The Three Hierarchs
Photo by Sailko (2015). Wikimedia Commons. Released under Creative Commons Attribution-ShareAlike 4.0 International (CC BY-SA 4.0). The underlying 14th-century icon is in the public domain.

The Three Hierarchs

14th-c. Icon of Basil the Great, John Chrysostom, and Gregory the Theologian — National Historical Museum, Albania

Date
14th century
Era
Late
Medium
Icon
Region
Balkans
Site / Museum
National Historical Museum
Period
Late Byzantine, Palaeologan

Doctrinal reflection

These men taught the church how to think.

This 14th-century icon shows the Three Hierarchs — Basil the Great of Caesarea (left), John Chrysostom of Constantinople (center), and Gregory of Nazianzus the Theologian (right) — standing in episcopal vestments, each holding a gospel-book. The grouping was instituted as a feast in 1100 specifically to honor these three together: not warriors, not visionaries, not desert ascetics, but theologians. Their iconography differs from the saints we have looked at so far. They are not painted with weapons or martyrs' palms. They are painted with books.

Basil (c. 330–379) was bishop of Caesarea in Cappadocia, brother of Gregory of Nyssa, founder of monastic communities, defender of Nicene Trinitarian orthodoxy against the lingering Arian and semi-Arian factions of the late 4th century. His treatise On the Holy Spirit settled the question of the Spirit's full divinity for the church and is still the standard reference. He fed the poor of his diocese during the famine of 368 and built a hospital that bore his name for a thousand years.

Gregory of Nazianzus (c. 329–390) was Basil's friend, briefly Patriarch of Constantinople, presider over the First Council of Constantinople (381) which finalized the Nicene Creed. His Five Theological Orations on the Trinity are among the most refined ever written. He resigned the patriarchate within months because the politics disgusted him, retired to write theology, and earned the title Theologian — a title given to only three men in church history (the other two are John the Apostle and Symeon the New Theologian).

John Chrysostom (c. 347–407), "Golden-Mouthed," was Patriarch of Constantinople from 398 to 404. He preached his way through entire books of scripture in expository series and is the model of expository preaching for the Eastern church. His denunciations of imperial corruption — particularly of the empress Eudoxia's vanity — got him exiled twice. He died on the road during his second exile, having been forced to march in winter while in poor health. His last recorded words: "Glory to God for all things."

These three are Tier 2 in our citation framework — late patristic, doctrinally aligned, broadly safe to honor. Their teaching on the Trinity, on the incarnation, on prayer, and on Christian life under pressure is part of the patrimony GLM gladly receives. Hebrews 13:7: "Remember them which have the rule over you, who have spoken unto you the word of God: whose faith follow, considering the end of their conversation." That is the canonical instruction for handling teachers like the Three Hierarchs. Remember them. Follow their faith. Consider how they ended.
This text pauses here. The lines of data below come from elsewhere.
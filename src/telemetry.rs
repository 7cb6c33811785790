//! Telemetry helpers for hosts embedding `perf-chart`.
//!
//! Tracing setup stays opt-in. Hosts either call `init_default_tracing` or
//! install their own `tracing` subscriber.
//!
//! Events emitted by the crate:
//! - `warn`: `ChartInitializer::on_document_ready` called again after it fired.
//! - `debug`: chart lifecycle on a canvas, a page without the target element,
//!   and PNG output from the Cairo backend.
//! - `trace`: per-frame primitive counts and tick step from the bar layout,
//!   and skipped resizes.
//!
//! Run with `RUST_LOG=perf_chart=trace` to see all of them.

/// Installs a compact `tracing` subscriber when the `telemetry` feature is enabled.
///
/// The filter comes from `RUST_LOG` and falls back to `info`.
/// Returns `false` when the feature is disabled or the host already set a
/// global subscriber.
#[must_use]
pub fn init_default_tracing() -> bool {
    #[cfg(feature = "telemetry")]
    {
        let filter = tracing_subscriber::EnvFilter::try_from_default_env()
            .unwrap_or_else(|_| tracing_subscriber::EnvFilter::new("info"));

        return tracing_subscriber::fmt()
            .with_env_filter(filter)
            .with_target(true)
            .compact()
            .try_init()
            .is_ok();
    }

    #[cfg(not(feature = "telemetry"))]
    {
        false
    }
}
We do not pray to Basil or Gregory or Chrysostom. We do not light candles to them as patrons of theological inquiry or of preaching. The mediation belongs to Christ alone (1 Timothy 2:5). But we read what they wrote. We learn from how they taught. And we honor what their lives cost them — the famine-relief, the resigned patriarchate, the road to exile — because faithful teaching always costs something.

When you preach Christian doctrine, do not preach it as if you invented it. The Three Hierarchs handed it to you. Hand it to the next generation.